Saturday, July 18, 2015

MENYIKAPI INSIDEN SHOLAT IDUL FITRI DI TOLIKARA

Sikap Presiden Gereja Injili di Indonesia (GIDI), Pendeta Dorman Wandikmbo (DW), yang secara terbuka meminta maaf kepada ummat Islam di Tolikara, seharusnya bisa digunakan sebagai salah satu alat yang efektif bagi pemulihan ketegangan akibat insiden shalat Ied di lapangan Tolikara kemarin (17/07/15). Penjelasan DW seputar surat yang dikeluarkan oleh Ketua Klasis dan Ketua Wilayah GIDI Tolikara yg melarang dilakukannya salat Id di lapangan terbuka, juga perlu dicermati tanpa harus disikapi dengan emosi berlebihan. Sebab alasan yang digunakan, yakni karena shalat Ied di lapangan tsb bersamaan waktunya dengan digelarnya ibadah/seminar internasional GIDI di Kabupaten Tolikara juga bisa dipahami dan cukup masuk akal. Shalat Ied memang tidak harus di lapangan, apalagi jika di Masjid yang ada memang diperkirakan bisa menampung jumlah jemaah yang akan hadir. Dan kalaupun memang tetap harus di lapangan, mungkin saja bisa dilakukan negosiasi sebelumnya oleh kedua pihak mengenai waktunya agar tidak dianggap mengganggu ibadah. Saya tidak tahu apakah negosiasi yang melibatkan Pemda dan atau aparat keamanan sudah diupayakan atau belum sehingga insiden tsb terjadi.
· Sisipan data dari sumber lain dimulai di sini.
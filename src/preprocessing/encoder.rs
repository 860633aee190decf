//! Categorical one-hot encoding

use crate::error::{FlightDelayError, Result};
use polars::prelude::*;
use serde::{Deserialize, Serialize};
use std::collections::{BTreeMap, BTreeSet};

/// One-hot encoder over string categories.
///
/// Categories are learned once at fit time and kept sorted, so the expanded
/// column order is stable across processes. Values not seen during fit
/// encode to all zeros.
#[derive(Debug, Clone, Default, PartialEq, Serialize, Deserialize)]
pub struct OneHotEncoder {
    // column name -> sorted categories
    categories: BTreeMap<String, Vec<String>>,
    is_fitted: bool,
}

impl OneHotEncoder {
    pub fn new() -> Self {
        Self::default()
    }

    /// Learn the category vocabulary of each column
    pub fn fit(&mut self, df: &DataFrame, columns: &[&str]) -> Result<&mut Self> {
        for col_name in columns {
            let values = string_values(df, col_name)?;
            let vocabulary: BTreeSet<String> = values.into_iter().flatten().collect();
            self.categories
                .insert(col_name.to_string(), vocabulary.into_iter().collect());
        }

        self.is_fitted = true;
        Ok(self)
    }

    pub fn is_fitted(&self) -> bool {
        self.is_fitted
    }

    /// Categories learned for a column
    pub fn categories(&self, column: &str) -> Option<&[String]> {
        self.categories.get(column).map(|c| c.as_slice())
    }

    /// Names of the indicator columns produced for `column`
    pub fn feature_names(&self, column: &str) -> Result<Vec<String>> {
        let categories = self
            .categories
            .get(column)
            .ok_or_else(|| FlightDelayError::FeatureNotFound(column.to_string()))?;
        Ok(categories
            .iter()
            .map(|category| format!("{}_{}", column, category))
            .collect())
    }

    /// Expand `column` into indicator vectors, one per learned category
    pub fn transform_column(&self, df: &DataFrame, column: &str) -> Result<Vec<(String, Vec<f64>)>> {
        if !self.is_fitted {
            return Err(FlightDelayError::ModelNotFitted);
        }

        let categories = self
            .categories
            .get(column)
            .ok_or_else(|| FlightDelayError::FeatureNotFound(column.to_string()))?;
        let values = string_values(df, column)?;

        let index: BTreeMap<&str, usize> = categories
            .iter()
            .enumerate()
            .map(|(i, c)| (c.as_str(), i))
            .collect();

        let mut encoded = vec![vec![0.0; values.len()]; categories.len()];
        for (row, value) in values.iter().enumerate() {
            if let Some(&slot) = value.as_deref().and_then(|v| index.get(v)) {
                encoded[slot][row] = 1.0;
            }
        }

        Ok(self
            .feature_names(column)?
            .into_iter()
            .zip(encoded)
            .collect())
    }
}

fn string_values(df: &DataFrame, column: &str) -> Result<Vec<Option<String>>> {
    let series = df
        .column(column)
        .map_err(|_| FlightDelayError::FeatureNotFound(column.to_string()))?
        .as_materialized_series()
        .cast(&DataType::String)?;
    let ca = series.str()?;
    Ok(ca.into_iter().map(|v| v.map(|s| s.to_string())).collect())
}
Munculnya insiden yang membawa korban luka-2 tembak dan terbakarnya properti (toko-toko, rumah) dan Masjid semestinya menjadi suatu pelajaran berharga bagi para tokoh masyarakat dan juga aparat keamanan di daerah tsb: 1) bahwa kekerasan dan konflik sosial bisa terjadi karena pemicu yang seringkali tampak remeh dan bahkan tak diperhitungkan; 2) Pentingnya komunikasi lintas ummat beragama utk menghindari potensi konflik atau dimanfaatkan utk menciptakan konflik; 3) Kasus Tolikara ini juga menjadi peringatan bahwa potensi kekerasan di Tolikara khususnya dan Papua pada umumnya kini bisa muncul dalam bentuk benturan yang menggunakan agama. Jika selama ini masalah yang terkait dengan agama relatif tidak menjadi pemicu kekerasan terbuka, maka dari insiden shalat Ied ini tampaknya ada modus baru utk menjadi penyulut (trigger) nya yakni menggunakan agama. Terlepas dari siapa dalang dalam kasus ini dan apakah tujuannya terbatas lingkupnya di tingkat lokal atau sampai ke tingkat nasional, tetapi kini agama pun sudah dimanipulasi dan direkayasa.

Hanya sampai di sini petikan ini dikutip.